#### WHAT YOU HAVE TO DO
In the entries below, count every line containing "Command". Reply with the number alone.

--- GIVEN DATA Enclosed Below ---

//! Document model.
//!
//! A document is an originally downloaded or uploaded file, identified by
//! a content hash so re-ingesting identical bytes lands on the same row.

use chrono::{DateTime, Utc};
use serde::{Deserialize, Serialize};
use sha2::{Digest, Sha256};

/// File types accepted by the pipeline.
#[derive(Debug, Clone, Copy, PartialEq, Eq, Serialize, Deserialize)]
#[serde(rename_all = "lowercase")]
pub enum FileType {
    Pdf,
    Png,
    Jpg,
    Jpeg,
    Tiff,
    Bmp,
    Gif,
}

impl FileType {
    pub fn as_str(&self) -> &'static str {
        match self {
            Self::Pdf => "pdf",
            Self::Png => "png",
            Self::Jpg => "jpg",
            Self::Jpeg => "jpeg",
            Self::Tiff => "tiff",
            Self::Bmp => "bmp",
            Self::Gif => "gif",
        }
    }

    pub fn parse(s: &str) -> Option<Self> {
        match s.to_lowercase().as_str() {
            "pdf" => Some(Self::Pdf),
            "png" => Some(Self::Png),
            "jpg" => Some(Self::Jpg),
            "jpeg" => Some(Self::Jpeg),
            "tiff" | "tif" => Some(Self::Tiff),
            "bmp" => Some(Self::Bmp),
            "gif" => Some(Self::Gif),
            _ => None,
        }
    }

    /// Derive the file type from a filename extension.
    pub fn from_filename(name: &str) -> Option<Self> {
        let (stem, ext) = name.rsplit_once('.')?;
        if stem.is_empty() {
            return None;
        }
        Self::parse(ext)
    }

    pub fn is_pdf(&self) -> bool {
        matches!(self, Self::Pdf)
    }
}

impl std::fmt::Display for FileType {
    fn fmt(&self, f: &mut std::fmt::Formatter<'_>) -> std::fmt::Result {
        write!(f, "{}", self.as_str())
    }
}

/// Stored document metadata.
#[derive(Debug, Clone, Serialize, Deserialize)]
pub struct Document {
    /// Hex SHA-256 of the original file bytes.
    pub id: String,
    /// Canonical URL this document was fetched from.
    pub source_url: String,
    /// Original filename.
    pub file_name: String,
    pub file_type: FileType,
    pub file_size: u64,
    /// Number of raster pages; written once splitting completes.
    pub page_count: u32,
    /// Opaque key/value map (section label from the crawler, etc.).
    pub metadata: serde_json::Value,
    pub created_at: DateTime<Utc>,
}

impl Document {
    /// Compute the content-hash identifier for a byte stream.
    pub fn content_id(bytes: &[u8]) -> String {
        let mut hasher = Sha256::new();
        hasher.update(bytes);
        hex::encode(hasher.finalize())
    }

    pub fn new(
        id: String,
        source_url: String,
        file_name: String,
        file_type: FileType,
        file_size: u64,
        metadata: serde_json::Value,
    ) -> Self {
        Self {
            id,
            source_url,
            file_name,
            file_type,
            file_size,
            page_count: 0,
            metadata,
            created_at: Utc::now(),
        }
    }

    /// Blob key under which the original bytes are stored.
    pub fn blob_key(&self) -> String {
        format!("files/{}.{}", self.id, self.file_type.as_str())
    }
}

#[cfg(test)]
mod tests {
    use super::*;

    #[test]
    fn test_content_id_is_deterministic() {
        let a = Document::content_id(b"some document bytes");
        let b = Document::content_id(b"some document bytes");
        assert_eq!(a, b);
        assert_eq!(a.len(), 64);
    }

    #[test]
    fn test_content_id_differs_on_content() {
        assert_ne!(
            Document::content_id(b"version one"),
            Document::content_id(b"version two")
        );
    }

    #[test]
    fn test_file_type_from_filename() {
        assert_eq!(FileType::from_filename("scan.pdf"), Some(FileType::Pdf));
        assert_eq!(FileType::from_filename("IMG_001.JPG"), Some(FileType::Jpg));
        assert_eq!(FileType::from_filename("page.tif"), Some(FileType::Tiff));
        assert_eq!(FileType::from_filename("noext"), None);
        assert_eq!(FileType::from_filename("archive.zip"), None);
    }

    #[test]
    fn test_blob_key() {
        let doc = Document::new(
            "abc123".into(),
            "https://example.com/x.pdf".into(),
            "x.pdf".into(),
            FileType::Pdf,
            10,
            serde_json::json!({}),
        );
        assert_eq!(doc.blob_key(), "files/abc123.pdf");
    }
}
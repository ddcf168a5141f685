//! Document row operations.

use rusqlite::{params, OptionalExtension, Row};

use super::{parse_datetime, with_retry, Repository, Result};
use crate::models::{Document, FileType};

impl Repository {
    /// Insert or replace a document row.
    ///
    /// Upsert keyed on the content hash: re-ingesting identical bytes
    /// collides on the same row.
    pub fn save_document(&self, doc: &Document) -> Result<()> {
        let metadata = serde_json::to_string(&doc.metadata)?;
        with_retry(|| {
            let conn = self.connect()?;
            conn.execute(
                r#"INSERT INTO documents
                   (id, source_url, file_name, file_type, file_size, page_count, metadata, created_at)
                   VALUES (?1, ?2, ?3, ?4, ?5, ?6, ?7, ?8)
                   ON CONFLICT(id) DO UPDATE SET
                       source_url = ?2,
                       file_name = ?3,
                       metadata = ?7"#,
                params![
                    doc.id,
                    doc.source_url,
                    doc.file_name,
                    doc.file_type.as_str(),
                    doc.file_size as i64,
                    doc.page_count as i64,
                    metadata,
                    doc.created_at.to_rfc3339(),
                ],
            )?;
            Ok(())
        })
    }

    /// Fetch a document by id.
    pub fn get_document(&self, id: &str) -> Result<Option<Document>> {
        let conn = self.connect()?;
        let doc = conn
            .query_row(
                "SELECT * FROM documents WHERE id = ?",
                params![id],
                row_to_document,
            )
            .optional()?;
        Ok(doc)
    }

    /// Whether a document with this id exists.
    pub fn document_exists(&self, id: &str) -> Result<bool> {
        let conn = self.connect()?;
        let count: i64 = conn.query_row(
            "SELECT COUNT(*) FROM documents WHERE id = ?",
            params![id],
            |row| row.get(0),
        )?;
        Ok(count > 0)
    }

    /// Fetch documents by source URL.
    pub fn get_documents_by_url(&self, source_url: &str) -> Result<Vec<Document>> {
        let conn = self.connect()?;
        let mut stmt = conn.prepare("SELECT * FROM documents WHERE source_url = ?")?;
        let docs = stmt
            .query_map(params![source_url], row_to_document)?
            .collect::<std::result::Result<Vec<_>, _>>()?;
        Ok(docs)
    }

    /// Set the page count once splitting completes.
    pub fn set_page_count(&self, document_id: &str, page_count: u32) -> Result<()> {
        let conn = self.connect()?;
        conn.execute(
            "UPDATE documents SET page_count = ? WHERE id = ?",
            params![page_count as i64, document_id],
        )?;
        Ok(())
    }

    /// Total number of documents.
    pub fn count_documents(&self) -> Result<u64> {
        let conn = self.connect()?;
        let count: i64 = conn.query_row("SELECT COUNT(*) FROM documents", [], |row| row.get(0))?;
        Ok(count as u64)
    }
}

fn row_to_document(row: &Row) -> rusqlite::Result<Document> {
    let file_type_str: String = row.get("file_type")?;
    let metadata_str: String = row.get("metadata")?;
    Ok(Document {
        id: row.get("id")?,
        source_url: row.get("source_url")?,
        file_name: row.get("file_name")?,
        file_type: FileType::parse(&file_type_str).unwrap_or(FileType::Pdf),
        file_size: row.get::<_, i64>("file_size")? as u64,
        page_count: row.get::<_, i64>("page_count")? as u32,
        metadata: serde_json::from_str(&metadata_str).unwrap_or(serde_json::Value::Null),
        created_at: parse_datetime(&row.get::<_, String>("created_at")?),
    })
}
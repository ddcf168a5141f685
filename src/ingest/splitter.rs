//! Page splitter: documents in, page rasters out.
//!
//! PDFs are rasterized with pdftoppm at a fixed DPI; single-image files
//! become one-page documents. Every page lands in the blob store under
//! `images/{page_id}.png` with an ImagePage row in `pending`.

use std::path::Path;
use std::process::Command;
use std::sync::Arc;

use tempfile::TempDir;

use crate::error::{Error, Result};
use crate::models::{Document, ImagePage};
use crate::repository::Repository;
use crate::storage::BlobStore;

/// Splits documents into per-page PNG rasters.
pub struct PageSplitter {
    repo: Arc<Repository>,
    blobs: Arc<dyn BlobStore>,
    dpi: u32,
}

impl PageSplitter {
    pub fn new(repo: Arc<Repository>, blobs: Arc<dyn BlobStore>, dpi: u32) -> Self {
        Self { repo, blobs, dpi }
    }

    /// Split a stored document into pages. Returns the page count.
    ///
    /// Idempotent: existing page rows are kept, so re-splitting a
    /// document never duplicates pages.
    pub fn split_document(&self, doc: &Document) -> Result<u32> {
        let bytes = self.blobs.get(&doc.blob_key())?;

        let page_images: Vec<Vec<u8>> = if doc.file_type.is_pdf() {
            self.rasterize_pdf(&bytes)?
        } else {
            vec![reencode_png(&bytes)?]
        };

        for (index, png) in page_images.iter().enumerate() {
            let page_number = index as u32 + 1;
            let (width, height) = png_dimensions(png)?;
            let page = ImagePage::new(doc.id.clone(), page_number, width, height);
            self.blobs.put(&page.image_path, png)?;
            self.repo.save_page(&page)?;
        }

        let page_count = page_images.len() as u32;
        self.repo.set_page_count(&doc.id, page_count)?;
        tracing::info!("split document {} into {} pages", doc.id, page_count);
        Ok(page_count)
    }

    /// Rasterize every PDF page to PNG via pdftoppm.
    fn rasterize_pdf(&self, pdf_bytes: &[u8]) -> Result<Vec<Vec<u8>>> {
        let temp_dir = TempDir::new()?;
        let pdf_path = temp_dir.path().join("input.pdf");
        std::fs::write(&pdf_path, pdf_bytes)?;

        let output_prefix = temp_dir.path().join("page");
        let status = Command::new("pdftoppm")
            .args(["-png", "-r", &self.dpi.to_string()])
            .arg(&pdf_path)
            .arg(&output_prefix)
            .status();

        match status {
            Ok(s) if s.success() => {}
            Ok(_) => {
                return Err(Error::PermanentUpstream(
                    "pdftoppm failed to convert PDF (corrupt file?)".to_string(),
                ))
            }
            Err(e) if e.kind() == std::io::ErrorKind::NotFound => {
                return Err(Error::Internal(
                    "pdftoppm not found (install poppler-utils)".to_string(),
                ))
            }
            Err(e) => return Err(e.into()),
        }

        let mut pages = collect_page_files(temp_dir.path())?;
        if pages.is_empty() {
            return Err(Error::PermanentUpstream(
                "no pages rasterized from PDF".to_string(),
            ));
        }
        pages.sort();

        let mut images = Vec::with_capacity(pages.len());
        for path in pages {
            images.push(std::fs::read(path)?);
        }
        Ok(images)
    }
}

/// List the page-NN.png files pdftoppm produced.
fn collect_page_files(dir: &Path) -> Result<Vec<std::path::PathBuf>> {
    let mut pages = Vec::new();
    for entry in std::fs::read_dir(dir)? {
        let entry = entry?;
        let path = entry.path();
        let name = path.file_name().and_then(|n| n.to_str()).unwrap_or("");
        if name.starts_with("page-") && name.ends_with(".png") {
            pages.push(path);
        }
    }
    Ok(pages)
}

/// Decode any supported image format and re-encode as PNG.
fn reencode_png(bytes: &[u8]) -> Result<Vec<u8>> {
    let img = image::load_from_memory(bytes)
        .map_err(|e| Error::PermanentUpstream(format!("corrupt image file: {e}")))?;
    let mut out = Vec::new();
    img.write_to(&mut std::io::Cursor::new(&mut out), image::ImageFormat::Png)
        .map_err(|e| Error::Internal(format!("failed to encode PNG: {e}")))?;
    Ok(out)
}

/// Dimensions of an encoded PNG.
fn png_dimensions(bytes: &[u8]) -> Result<(u32, u32)> {
    let img = image::load_from_memory(bytes)
        .map_err(|e| Error::Internal(format!("failed to decode page raster: {e}")))?;
    Ok((img.width(), img.height()))
}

--- End of Enclosed GIVEN DATA ---

#### THE ANSWER
2